It's one of the few features of DX12 that is a clear performance advantage. Is it the end of the world not having it? No. But it does mean that Nvidia has to work harder for that 5%-10% "free" performance from Async Compute. Just imagine if the Fury X was 5-10% faster overall. It would be game changing to the perception of the card at release.
It may be 5-10% for Fury X but I'm not sure you'd see the same gains on Nvidia cards even if it had hardware support for async compute. We have to keep in mind that because of how the cards are designed you see those async compute gains on AMD hardware because (IIRC) it's harder for AMD cards to reach their maximum throughput so they they have have the required overhead to see a gain from async compute (I can't find the source for this but I believe it's been linked to in one of these async threads).
As others have said async compute is not the only feature that DX12 offers to developers. Furthermore you can still see gains from using compute shaders even under with the non-optimal implementation for Maxwell so long as they they are not interleaved and you properly batch the jobs[1].
I look at it this way, it's not so much that Maxwell sucks at DX12 as it's just harder to see the gains from using it because it's harder to program for because of design decisions that Nvidia made wrt efficiency. Couple that with the fact that the best case for AMD is essentially the worst case for Nvidia[1] and the result is likely what's so far been observed with DX12 titles. I still don't think the sample size is large enough to draw conclusions about Nvidia's architecture in the DX12 era other than it's definitely more awkward to program for.
It may be worth noting that Maxwell2 (second gen maxwell) does support async compute although in a more limited fashion than what's required by the DX12 specs. Mahigan explained it well in another async compute thread[2] (the Doom one):
CUDA applications support Asynchronous compute via Hyper-Q and since PhysX is CUDA based, it supports Asynchronous compute + graphics on Maxwell (GM20x).

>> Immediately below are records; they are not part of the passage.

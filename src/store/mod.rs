//! Ephemeral key-value store boundary.
//!
//! Presence and history data live in a TTL-bounded store. The store is the
//! source of truth for presence: expired keys silently vanish, so every read
//! is best-effort and callers must tolerate partial state.

mod memory;
mod redis_store;

use std::sync::Arc;

use async_trait::async_trait;

use crate::config::{RedisConfig, StatsConfig};

pub use memory::MemoryStore;
pub use redis_store::RedisStore;

/// Error type for store operations.
#[derive(Debug, thiserror::Error)]
pub enum StoreError {
    /// Redis operation failed
    #[error("Redis error: {0}")]
    Redis(#[from] redis::RedisError),

    /// Stored value could not be (de)serialized
    #[error("Serialization error: {0}")]
    Serialization(#[from] serde_json::Error),

    /// Unknown store backend requested in configuration
    #[error("Unknown store backend: {0}")]
    UnknownBackend(String),
}

/// A single write against the store.
///
/// Writes are grouped into a [`WriteBatch`] so one logical action (a heartbeat
/// upsert, a disconnect cleanup, a sampling pass) is applied as a unit -- a
/// single pipeline on the Redis backend.
#[derive(Debug, Clone)]
pub enum WriteOp {
    /// Set a string value with a TTL in seconds
    SetWithTtl {
        key: String,
        value: String,
        ttl_seconds: u64,
    },
    /// Add a member to a set
    SetAdd { key: String, member: String },
    /// Remove a member from a set
    SetRemove { key: String, member: String },
    /// Delete a key outright
    Delete { key: String },
    /// Refresh the TTL of an existing key
    Expire { key: String, ttl_seconds: u64 },
    /// Append a member to a score-ordered series
    SeriesAdd {
        key: String,
        score: i64,
        member: String,
    },
    /// Drop all series members with score below `min_score`
    SeriesTrim { key: String, min_score: i64 },
}

/// An ordered batch of writes applied as one unit.
#[derive(Debug, Clone, Default)]
pub struct WriteBatch {
    ops: Vec<WriteOp>,
}

impl WriteBatch {
    pub fn new() -> Self {
        Self::default()
    }

    pub fn set_with_ttl(mut self, key: impl Into<String>, value: impl Into<String>, ttl_seconds: u64) -> Self {
        self.ops.push(WriteOp::SetWithTtl {
            key: key.into(),
            value: value.into(),
            ttl_seconds,
        });
        self
    }

    pub fn set_add(mut self, key: impl Into<String>, member: impl Into<String>) -> Self {
        self.ops.push(WriteOp::SetAdd {
            key: key.into(),
            member: member.into(),
        });
        self
    }

    pub fn set_remove(mut self, key: impl Into<String>, member: impl Into<String>) -> Self {
        self.ops.push(WriteOp::SetRemove {
            key: key.into(),
            member: member.into(),
        });
        self
    }

    pub fn delete(mut self, key: impl Into<String>) -> Self {
        self.ops.push(WriteOp::Delete { key: key.into() });
        self
    }

    pub fn expire(mut self, key: impl Into<String>, ttl_seconds: u64) -> Self {
        self.ops.push(WriteOp::Expire {
            key: key.into(),
            ttl_seconds,
        });
        self
    }

    pub fn series_add(mut self, key: impl Into<String>, score: i64, member: impl Into<String>) -> Self {
        self.ops.push(WriteOp::SeriesAdd {
            key: key.into(),
            score,
            member: member.into(),
        });
        self
    }

    pub fn series_trim(mut self, key: impl Into<String>, min_score: i64) -> Self {
        self.ops.push(WriteOp::SeriesTrim {
            key: key.into(),
            min_score,
        });
        self
    }

    pub fn is_empty(&self) -> bool {
        self.ops.is_empty()
    }

    pub fn len(&self) -> usize {
        self.ops.len()
    }

    pub fn ops(&self) -> &[WriteOp] {
        &self.ops
    }

    pub fn into_ops(self) -> Vec<WriteOp> {
        self.ops
    }
}

/// Ephemeral store used for presence sets and history series.
#[async_trait]
pub trait StatsStore: Send + Sync {
    /// Apply a batch of writes as one unit.
    async fn apply(&self, batch: WriteBatch) -> Result<(), StoreError>;

    /// Read a string value, None when missing or expired.
    async fn get(&self, key: &str) -> Result<Option<String>, StoreError>;

    /// Cardinality of a set, 0 when missing or expired.
    async fn set_count(&self, key: &str) -> Result<u64, StoreError>;

    /// All live keys starting with `prefix`.
    async fn scan_keys(&self, prefix: &str) -> Result<Vec<String>, StoreError>;

    /// Series members with score in `[min_score, max_score]`, score order.
    async fn series_range(
        &self,
        key: &str,
        min_score: i64,
        max_score: i64,
    ) -> Result<Vec<String>, StoreError>;

    /// Connectivity check.
    async fn ping(&self) -> Result<(), StoreError>;

    /// Backend name for health reporting.
    fn backend_name(&self) -> &'static str;
}

/// Store key layout.
///
/// Mirrors the Redis namespace: visitor records, the active set, per-page and
/// per-device membership sets, and score-ordered history series.
pub mod keys {
    /// Set of currently active session ids
    pub const ACTIVE: &str = "beacon:active";
    /// Prefix for per-page membership sets
    pub const PAGE_PREFIX: &str = "beacon:page:";
    /// Prefix for per-visitor session records
    pub const VISITOR_PREFIX: &str = "beacon:visitor:";
    /// Prefix for per-device-category membership sets
    pub const DEVICE_PREFIX: &str = "beacon:device:";

    pub fn visitor(session_id: &str) -> String {
        format!("{VISITOR_PREFIX}{session_id}")
    }

    pub fn page(page_hash: &str) -> String {
        format!("{PAGE_PREFIX}{page_hash}")
    }

    pub fn device(category: &str) -> String {
        format!("{DEVICE_PREFIX}{category}")
    }

    pub fn history(range: &str, metric: &str) -> String {
        format!("beacon:history:{range}:{metric}")
    }

    pub fn history_page(range: &str, page_hash: &str) -> String {
        format!("beacon:history:{range}:page:{page_hash}")
    }
}

/// Create a store backend from configuration.
///
/// `redis` (default) connects eagerly and fails fast when the server is
/// unreachable; `memory` is for tests and store-less deployments.
pub async fn create_store(
    redis: &RedisConfig,
    stats: &StatsConfig,
) -> Result<Arc<dyn StatsStore>, StoreError> {
    match stats.backend.as_str() {
        "memory" => {
            tracing::info!("Using in-memory stats store");
            Ok(Arc::new(MemoryStore::new()))
        }
        "redis" => {
            let store = RedisStore::connect(&redis.url).await?;
            tracing::info!(url = %redis.url, "Connected to Redis stats store");
            Ok(Arc::new(store))
        }
        other => Err(StoreError::UnknownBackend(other.to_string())),
    }
}
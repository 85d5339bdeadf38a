//! WebSocket session gateway.

mod handler;
mod message;

pub use handler::ws_handler;
pub use message::{ClientMessage, ServerMessage};
//! In-memory store backend using DashMap.
//!
//! Used by the test suite and store-less deployments. Expiry is checked
//! lazily on read, which matches the passive-expiry behavior of the Redis
//! backend: a key can vanish between any two reads.

use std::collections::HashSet;

use async_trait::async_trait;
use chrono::Utc;
use dashmap::DashMap;

use super::{StatsStore, StoreError, WriteBatch, WriteOp};

#[derive(Debug, Clone)]
struct ValueEntry {
    value: String,
    expires_at_ms: Option<i64>,
}

#[derive(Debug, Clone, Default)]
struct SetEntry {
    members: HashSet<String>,
    expires_at_ms: Option<i64>,
}

/// In-memory stats store.
pub struct MemoryStore {
    values: DashMap<String, ValueEntry>,
    sets: DashMap<String, SetEntry>,
    series: DashMap<String, Vec<(i64, String)>>,
}

fn now_ms() -> i64 {
    Utc::now().timestamp_millis()
}

fn is_live(expires_at_ms: Option<i64>) -> bool {
    expires_at_ms.map_or(true, |t| t > now_ms())
}

impl MemoryStore {
    pub fn new() -> Self {
        Self {
            values: DashMap::new(),
            sets: DashMap::new(),
            series: DashMap::new(),
        }
    }

    fn apply_op(&self, op: WriteOp) {
        match op {
            WriteOp::SetWithTtl {
                key,
                value,
                ttl_seconds,
            } => {
                self.values.insert(
                    key,
                    ValueEntry {
                        value,
                        expires_at_ms: Some(now_ms() + ttl_seconds as i64 * 1000),
                    },
                );
            }
            WriteOp::SetAdd { key, member } => {
                let mut entry = self.sets.entry(key).or_default();
                if !is_live(entry.expires_at_ms) {
                    // Expired set, start fresh
                    entry.members.clear();
                    entry.expires_at_ms = None;
                }
                entry.members.insert(member);
            }
            WriteOp::SetRemove { key, member } => {
                if let Some(mut entry) = self.sets.get_mut(&key) {
                    entry.members.remove(&member);
                    if entry.members.is_empty() {
                        drop(entry);
                        self.sets.remove(&key);
                    }
                }
            }
            WriteOp::Delete { key } => {
                self.values.remove(&key);
                self.sets.remove(&key);
                self.series.remove(&key);
            }
            WriteOp::Expire { key, ttl_seconds } => {
                let expires_at_ms = Some(now_ms() + ttl_seconds as i64 * 1000);
                if let Some(mut entry) = self.values.get_mut(&key) {
                    entry.expires_at_ms = expires_at_ms;
                }
                if let Some(mut entry) = self.sets.get_mut(&key) {
                    entry.expires_at_ms = expires_at_ms;
                }
            }
            WriteOp::SeriesAdd { key, score, member } => {
                let mut series = self.series.entry(key).or_default();
                let pos = series.partition_point(|(s, _)| *s <= score);
                series.insert(pos, (score, member));
            }
            WriteOp::SeriesTrim { key, min_score } => {
                if let Some(mut series) = self.series.get_mut(&key) {
                    series.retain(|(s, _)| *s >= min_score);
                }
            }
        }
    }
}

impl Default for MemoryStore {
    fn default() -> Self {
        Self::new()
    }
}

#[async_trait]
impl StatsStore for MemoryStore {
    async fn apply(&self, batch: WriteBatch) -> Result<(), StoreError> {
        for op in batch.into_ops() {
            self.apply_op(op);
        }
        Ok(())
    }

    async fn get(&self, key: &str) -> Result<Option<String>, StoreError> {
        let expired = match self.values.get(key) {
            Some(entry) if is_live(entry.expires_at_ms) => {
                return Ok(Some(entry.value.clone()));
            }
            Some(_) => true,
            None => false,
        };
        if expired {
            self.values.remove(key);
        }
        Ok(None)
    }

    async fn set_count(&self, key: &str) -> Result<u64, StoreError> {
        let expired = match self.sets.get(key) {
            Some(entry) if is_live(entry.expires_at_ms) => {
                return Ok(entry.members.len() as u64);
            }
            Some(_) => true,
            None => false,
        };
        if expired {
            self.sets.remove(key);
        }
        Ok(0)
    }

    async fn scan_keys(&self, prefix: &str) -> Result<Vec<String>, StoreError> {
        let mut keys = Vec::new();
        for entry in self.sets.iter() {
            if entry.key().starts_with(prefix) && is_live(entry.expires_at_ms) {
                keys.push(entry.key().clone());
            }
        }
        for entry in self.values.iter() {
            if entry.key().starts_with(prefix) && is_live(entry.expires_at_ms) {
                keys.push(entry.key().clone());
            }
        }
        Ok(keys)
    }

    async fn series_range(
        &self,
        key: &str,
        min_score: i64,
        max_score: i64,
    ) -> Result<Vec<String>, StoreError> {
        let members = self
            .series
            .get(key)
            .map(|series| {
                series
                    .iter()
                    .filter(|(s, _)| *s >= min_score && *s <= max_score)
                    .map(|(_, m)| m.clone())
                    .collect()
            })
            .unwrap_or_default();
        Ok(members)
    }

    async fn ping(&self) -> Result<(), StoreError> {
        Ok(())
    }

    fn backend_name(&self) -> &'static str {
        "memory"
    }
}

#[cfg(test)]
mod tests {
    use super::*;

    #[tokio::test]
    async fn test_set_membership_and_count() {
        let store = MemoryStore::new();
        let batch = WriteBatch::new()
            .set_add("s", "a")
            .set_add("s", "b")
            .set_add("s", "a")
            .expire("s", 300);
        store.apply(batch).await.unwrap();

        assert_eq!(store.set_count("s").await.unwrap(), 2);

        store
            .apply(WriteBatch::new().set_remove("s", "a"))
            .await
            .unwrap();
        assert_eq!(store.set_count("s").await.unwrap(), 1);
    }

    #[tokio::test]
    async fn test_removing_last_member_drops_the_set() {
        let store = MemoryStore::new();
        store
            .apply(WriteBatch::new().set_add("s", "a"))
            .await
            .unwrap();
        store
            .apply(WriteBatch::new().set_remove("s", "a"))
            .await
            .unwrap();

        assert_eq!(store.set_count("s").await.unwrap(), 0);
        assert!(store.scan_keys("s").await.unwrap().is_empty());
    }

    #[tokio::test]
    async fn test_zero_ttl_expires_immediately() {
        let store = MemoryStore::new();
        store
            .apply(WriteBatch::new().set_with_ttl("k", "v", 0))
            .await
            .unwrap();
        assert_eq!(store.get("k").await.unwrap(), None);
    }

    #[tokio::test]
    async fn test_series_range_and_trim() {
        let store = MemoryStore::new();
        let batch = WriteBatch::new()
            .series_add("h", 10, "p10")
            .series_add("h", 20, "p20")
            .series_add("h", 30, "p30");
        store.apply(batch).await.unwrap();

        let points = store.series_range("h", 15, 30).await.unwrap();
        assert_eq!(points, vec!["p20".to_string(), "p30".to_string()]);

        store
            .apply(WriteBatch::new().series_trim("h", 25))
            .await
            .unwrap();
        let points = store.series_range("h", 0, 100).await.unwrap();
        assert_eq!(points, vec!["p30".to_string()]);
    }

    #[tokio::test]
    async fn test_scan_keys_by_prefix() {
        let store = MemoryStore::new();
        let batch = WriteBatch::new()
            .set_add("beacon:page:a", "s1")
            .set_add("beacon:page:b", "s1")
            .set_add("beacon:device:mobile", "s1");
        store.apply(batch).await.unwrap();

        let mut keys = store.scan_keys("beacon:page:").await.unwrap();
        keys.sort();
        assert_eq!(keys, vec!["beacon:page:a", "beacon:page:b"]);
    }
}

Hyper-Q isn't compatible with DX12 barriers and or fences (we're not sure which one) which is why GM20x doesn't support Async compute + graphics under DX12.
Hyper-Q bypasses the Command Processor in GM20x and is handled by a dedicated ARM processor on the GM20x die. This dedicated ARM processor can feed both 3D jobs and compute jobs concurrently and in parallel to GM20x.
It is more than likely that NVIDIA were caught by a minor DX12 API spec.
As for context switches, they occur in two stages.
1. During the execution of work loads.
2. Within the SMMs themselves.
The first can be alleviated by use of Hyper-Q in CUDA applications but the second cannot due to the shared L1 texture/compute caches within an SMM. Basically, an SMM cannot be performing both compute and texture jobs at once due to shared logic. A full flush is required to switch from one context to another within an SMM.
I do wonder if async compute could be supported without the need for the first context switch in the list above with modifications to just the ARM processor to support the barriers/fences or if a more invasive approach is required.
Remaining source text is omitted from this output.